In the last section we talked about the Define phase in Lean Six Sigma. As the result we will have a set of documents which answer following questions:
- Does the A.I. project will financially benefit my company
- Will the A.I. Project make a certain process faster, better or cheaper?
- What do customers, employees and my business will consider a successful A.I. project. Which are the clear needs of each of the three groups
- Define Process Metrics / KPI for customers, employees and company
- Defince Success Metrics for the A.I. project – What values exactly have to be reached to make it a success or failure.
As Lean Six Sigma is data and math oriented, we try to put our project or problem in an equation:
X1 + X2 + X3 +… Xn = Y.
Each X resembles a cause for the problem and Y is the Effect.
Imagine your customer satisfaction is low, which is problematic for you. And you want to use Machine Learning to help fixing it.
While the Define Phase sets the frame for solving a specific problem, the Measure and Analyse Phase try to answer the question: “What causes my problem?”.

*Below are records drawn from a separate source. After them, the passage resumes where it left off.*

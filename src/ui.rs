// UI layer: the pre-run confirmation prompt (`dialoguer`) and a console
// log sink that shows an `indicatif` spinner while each call is in flight.

use std::time::Duration;

use anyhow::Result;
use dialoguer::Confirm;
use indicatif::{ProgressBar, ProgressStyle};

use crate::seed::{Level, LogEntry, SeedLog};

/// Ask the user to confirm seeding against `base_url`. Defaults to yes so
/// a plain Enter proceeds.
pub fn confirm_seed(base_url: &str) -> Result<bool> {
    let ok = Confirm::new()
        .with_prompt(format!("Seed demo data into {}?", base_url))
        .default(true)
        .interact()?;
    Ok(ok)
}

/// Console sink: step announcements become a spinner, classified entries
/// replace it as plain lines. Warnings and errors go to stderr.
pub struct ConsoleLog {
    spinner: Option<ProgressBar>,
}

impl ConsoleLog {
    pub fn new() -> Self {
        ConsoleLog { spinner: None }
    }

    fn clear_spinner(&mut self) {
        if let Some(spinner) = self.spinner.take() {
            spinner.finish_and_clear();
        }
    }
}

impl SeedLog for ConsoleLog {
    fn step(&mut self, message: &str) {
        self.clear_spinner();
        let spinner = ProgressBar::new_spinner();
        spinner.set_style(ProgressStyle::with_template("{spinner} {msg}").unwrap());
        spinner.enable_steady_tick(Duration::from_millis(80));
        spinner.set_message(message.to_string());
        self.spinner = Some(spinner);
    }

    fn entry(&mut self, entry: LogEntry) {
        self.clear_spinner();
        match entry.level {
            Level::Info => println!("{}", entry.message),
            Level::Warn => eprintln!("warning: {}", entry.message),
            Level::Error => eprintln!("error: {}", entry.message),
        }
    }
}
// Library root
// -----------
// This crate exposes a small library surface for the seeding CLI. The
// binary (`main.rs`) wires these modules together.
//
// Module responsibilities:
// - `config`: the seed configuration (target base URL, collection specs,
//   record payloads) and the embedded demo data set.
// - `api`: the blocking HTTP client that talks to the backend's REST API.
// - `seed`: the ordered call plan, outcome classification and the driver
//   that executes the plan against a log sink.
// - `ui`: terminal presentation (confirmation prompt, console log sink).
//
// Keeping `seed` free of terminal concerns means the integration tests can
// drive the full sequence against an in-process server with a recording
// log sink.
pub mod api;
pub mod config;
pub mod seed;
pub mod ui;
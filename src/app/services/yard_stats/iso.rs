//! ISO 6346 size/type code classification

use crate::constants::iso_types::{DRY_GROUP_CODES, GROUP_CODE_INDEX, REEFER_GROUP_CODE};
use crate::{Error, Result};
use serde::{Deserialize, Serialize};
use std::fmt;
use std::str::FromStr;

/// Type category derived from an ISO code
#[derive(Debug, Clone, Copy, PartialEq, Eq, Hash, Serialize, Deserialize)]
#[serde(rename_all = "UPPERCASE")]
pub enum IsoType {
    Dry,
    Reefer,
    Unclassified,
}

/// Classify by the third character of the code
pub fn classify_iso(code: Option<&str>) -> IsoType {
    let Some(group) = code.and_then(|c| c.chars().nth(GROUP_CODE_INDEX)) else {
        return IsoType::Unclassified;
    };

    let group = group.to_ascii_uppercase();
    if DRY_GROUP_CODES.contains(&group) {
        IsoType::Dry
    } else if group == REEFER_GROUP_CODE {
        IsoType::Reefer
    } else {
        IsoType::Unclassified
    }
}

/// Container type filter for statistics
#[derive(Debug, Clone, Copy, Default, PartialEq, Eq, Hash, Serialize, Deserialize)]
#[serde(rename_all = "UPPERCASE")]
pub enum IsoFilter {
    #[default]
    All,
    Dry,
    Reefer,
}

impl IsoFilter {
    /// Check whether a container with this ISO code passes the filter
    ///
    /// Unclassified codes only pass `All`.
    pub fn matches(self, iso: Option<&str>) -> bool {
        match self {
            IsoFilter::All => true,
            IsoFilter::Dry => classify_iso(iso) == IsoType::Dry,
            IsoFilter::Reefer => classify_iso(iso) == IsoType::Reefer,
        }
    }
}

impl fmt::Display for IsoFilter {
    fn fmt(&self, f: &mut fmt::Formatter<'_>) -> fmt::Result {
        let name = match self {
            IsoFilter::All => "ALL",
            IsoFilter::Dry => "DRY",
            IsoFilter::Reefer => "REEFER",
        };
        write!(f, "{}", name)
    }
}

impl FromStr for IsoFilter {
    type Err = Error;

    fn from_str(s: &str) -> Result<Self> {
        match s.trim().to_uppercase().as_str() {
            "ALL" => Ok(IsoFilter::All),
            "DRY" => Ok(IsoFilter::Dry),
            "REEFER" | "RF" => Ok(IsoFilter::Reefer),
            other => Err(Error::data_validation(format!(
                "Unknown ISO filter '{}'. Expected one of: all, dry, reefer",
                other
            ))),
        }
    }
}
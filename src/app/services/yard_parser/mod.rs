//! Yard position parser
//!
//! Turns spreadsheet rows describing container positions into canonical
//! [`Container`](crate::app::models::Container) records. Bad rows are skipped
//! and counted; only input that cannot be read as a table at all is an error.
//!
//! ## Architecture
//!
//! The parser is organized into logical components:
//! - [`parser`] - Row iteration and result assembly
//! - [`column_mapping`] - Alias-based resolution of arbitrary headers to canonical fields
//! - [`location`] - Decoding of `BLOCK-BAY-ROW-TIER` and fixed-width location codes
//! - [`materializer`] - One or two container records per decoded row
//! - [`table`] - CSV/JSON text and workbooks to rows
//! - [`stats`] - Parsing statistics and result structures
//!
//! ## Usage
//!
//! ```rust
//! use yard_processor::app::models::RawRow;
//! use yard_processor::app::services::yard_parser::YardParser;
//!
//! let rows = vec![
//!     RawRow::new()
//!         .with("Số Cont", "MSKU1234565")
//!         .with("Vị trí", "A2-22-05-1"),
//! ];
//!
//! let result = YardParser::default().parse_rows(&rows);
//! assert_eq!(result.stats.created_containers, 1);
//! assert_eq!(result.containers.len(), 2); // 40ft: two bay slots
//! ```

pub mod column_mapping;
pub mod location;
pub mod materializer;
pub mod parser;
pub mod stats;
pub mod table;

#[cfg(test)]
pub mod tests;

// Re-export main types for easy access
pub use column_mapping::{ColumnMapping, Field, ResolvedRow};
pub use location::{DecodedLocation, LocationError, decode_location};
pub use parser::YardParser;
pub use stats::{ParseResult, ParseStats, SkippedRow};
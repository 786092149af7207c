//! Per-block TEU statistics
//!
//! Every configured block gets one entry, in layout order, even when no
//! container is stored in it. Containers in blocks that are not configured
//! are left out.

use super::iso::IsoFilter;
use crate::app::models::{BlockConfig, BlockGroup, CargoStatus, Container, Flow};
use serde::{Deserialize, Serialize};
use std::collections::HashMap;
use tracing::{debug, info};

/// Occupancy totals for one block
#[derive(Debug, Clone, PartialEq, Eq, Serialize, Deserialize)]
#[serde(rename_all = "camelCase")]
pub struct BlockStats {
    pub name: String,
    /// Presented group; empty-container blocks appear as general
    pub group: BlockGroup,
    /// Capacity in TEU
    pub capacity: usize,
    pub export_full_teus: usize,
    pub import_full_teus: usize,
    pub empty_teus: usize,
    pub export_full_count: usize,
    pub import_full_count: usize,
    pub empty_count: usize,
}

impl BlockStats {
    /// Zeroed statistics for a configured block
    pub fn for_block(block: &BlockConfig) -> Self {
        Self {
            name: block.name.clone(),
            group: block.group.presented(),
            capacity: block.capacity,
            export_full_teus: 0,
            import_full_teus: 0,
            empty_teus: 0,
            export_full_count: 0,
            import_full_count: 0,
            empty_count: 0,
        }
    }

    /// Add one counted container to the matching category
    ///
    /// Full containers without a known flow and containers without a status
    /// belong to no category and are ignored.
    fn add(&mut self, container: &Container) {
        let teu = container.teu();
        match (container.status, container.flow) {
            (Some(CargoStatus::Full), Some(Flow::Export)) => {
                self.export_full_teus += teu;
                self.export_full_count += 1;
            }
            (Some(CargoStatus::Full), Some(Flow::Import)) => {
                self.import_full_teus += teu;
                self.import_full_count += 1;
            }
            (Some(CargoStatus::Empty), _) => {
                self.empty_teus += teu;
                self.empty_count += 1;
            }
            _ => {}
        }
    }

    /// TEU across all categories
    pub fn total_teus(&self) -> usize {
        self.export_full_teus + self.import_full_teus + self.empty_teus
    }

    /// Containers across all categories
    pub fn total_count(&self) -> usize {
        self.export_full_count + self.import_full_count + self.empty_count
    }

    /// Used capacity as a percentage (0 when capacity is 0)
    pub fn occupancy_percent(&self) -> f64 {
        if self.capacity == 0 {
            0.0
        } else {
            (self.total_teus() as f64 / self.capacity as f64) * 100.0
        }
    }
}

/// Calculate statistics for every configured block
///
/// Containers are first filtered by ISO type, then the `End` half of each
/// 40ft pair is dropped so every physical container counts once.
pub fn calculate_block_stats(
    containers: &[Container],
    filter: IsoFilter,
    layout: &[BlockConfig],
) -> Vec<BlockStats> {
    let mut by_block: HashMap<&str, Vec<&Container>> = HashMap::new();
    let mut considered = 0;

    for container in containers
        .iter()
        .filter(|c| filter.matches(c.iso.as_deref()))
        .filter(|c| c.is_counted())
    {
        by_block
            .entry(container.block.as_str())
            .or_default()
            .push(container);
        considered += 1;
    }

    let stats: Vec<BlockStats> = layout
        .iter()
        .map(|block| {
            let mut stats = BlockStats::for_block(block);
            for container in by_block.get(block.name.as_str()).into_iter().flatten() {
                stats.add(container);
            }
            debug!(
                "Block {}: {} TEU in {} containers",
                stats.name,
                stats.total_teus(),
                stats.total_count()
            );
            stats
        })
        .collect();

    info!(
        "Block statistics ({} filter): {} containers over {} blocks",
        filter,
        considered,
        stats.len()
    );

    stats
}

/// Yard-wide sum of block statistics
#[derive(Debug, Clone, Default, PartialEq, Eq, Serialize, Deserialize)]
#[serde(rename_all = "camelCase")]
pub struct YardTotals {
    pub capacity: usize,
    pub export_full_teus: usize,
    pub import_full_teus: usize,
    pub empty_teus: usize,
    pub total_teus: usize,
    pub total_count: usize,
}

impl YardTotals {
    /// Used capacity as a percentage (0 when capacity is 0)
    pub fn occupancy_percent(&self) -> f64 {
        if self.capacity == 0 {
            0.0
        } else {
            (self.total_teus as f64 / self.capacity as f64) * 100.0
        }
    }
}

/// Sum block statistics into yard totals
pub fn yard_totals(stats: &[BlockStats]) -> YardTotals {
    stats.iter().fold(YardTotals::default(), |mut totals, block| {
        totals.capacity += block.capacity;
        totals.export_full_teus += block.export_full_teus;
        totals.import_full_teus += block.import_full_teus;
        totals.empty_teus += block.empty_teus;
        totals.total_teus += block.total_teus();
        totals.total_count += block.total_count();
        totals
    })
}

In your equation “Customer dissatisfaction” would be your Y. The reasons for a low customer satisfaction on the other hand would be resembled by Xs. Reasons could be “phone system always breaks down, when customers call”, “headsets are of bad quality”, “Customer agents are un-trained”, “Sold products are of low quality”…In the end, this would look something like this:
Bad ServiceTec + Untrained Customeragents + Low-quality products = Customer Dissatisfaction.
That already looks like something, your A.I. outsourcing partner could start to understand, doesn`t it? Of course, in a later stage you need to know exactly how to measure each X and define it in a data collection plan, but this equation already condensed the complete complexity of your company’s processes into a nice equation, which you can easily show to external partners for easy and quick understanding.
But before we reach this lovely equation, you will have to walk down a thorny path. And that is covered within the Measure and Analyse Phase.
The main purpose of the Measure Phase is to find all relevant causes for your perceived problem. For that reasons the Measure Phase is equipped with a set of tools and structured meetings which can be used to engage all relevant stakeholders in your company to “discuss and extract” potential relevant causes.
In the following section we will discuss a few of the major important tools of the Measure Phase.
Tools and methods of the Measure Phase
Yesterday we talked about that the measure phase helps to find and define causes for your perceived problem. Today we are going to look into a few tools and methods which are used to achieve your goal.
The first step in finding the reasons for your problem is having brainstorming sessions with all potentially relevant stakeholders involved in the problem. Sticking with our problem of high customer dissatisfaction, we would involve service desk employees, their team lead, their head of division but also customer facing employees like account managers, sales managers and also product managers and technical personal, because customers mostly complain about products which do not work. Do not keep the group of people in your brainstorming too small, because you want to include all customer-touch points. Each person interacting with customers and interacting with the product might hold data and information which we can later use.
In the brainstorming sessions, stakeholders together fill out a so-called fishbone-diagram. Fishbone diagrams break down problem sources into six pre-defined groups (like people, machines, methods, material) and talk potential causes in those groups or categories. This pre-definition helps to lead group discussions and help people to stay focused on one topic. The result of the brainstorming sessions will be a long list of potential causes for the problem.
After that all processes involving the named causes from the brainstorming sessions will be mapped. This process discovery is one of the most important overlooked steps in A.I. projects. It sets potential causes in relation to each other and displays how people cause perceived problems while interacting across departments, teams and time. After developing a set of more and more detailed process maps, which we will look at in later chapters, the process maps will be converted in so called value stream maps where each process step will need to show which data points will be created there and what value it creates. These process step parameters will be later used by your A.I. outsourcing partner to fuel their models. As you see, your initial business problem was first embedded in your business processes and the process steps now are converted to data producing units. If you are at this point, your outsourcing partner will be able to much easier bridge the gap between your business and its ability to create data models.
In a next step, you will again come together with your brainstorming brain trust and reduce the potential causes for your problem. Why would you do that? Well, imagine you came up with 100 reasons for bad customer experience. Fixing all of these problems would take a long time and cost a lot of money. However, you should always focus on the main reasons for your problems. This will always yield the highest ROI. The following example will make it clearer: Imagine 9 out of 10 customers complain about products being broken after having been shipped and only 3 customers complain about Jim in customer support. What do you do? Well, it is obvious: fire Jim 😉 Joke aside, of course you would look at a new packaging solution, which in this case does not involve any A.I. at all.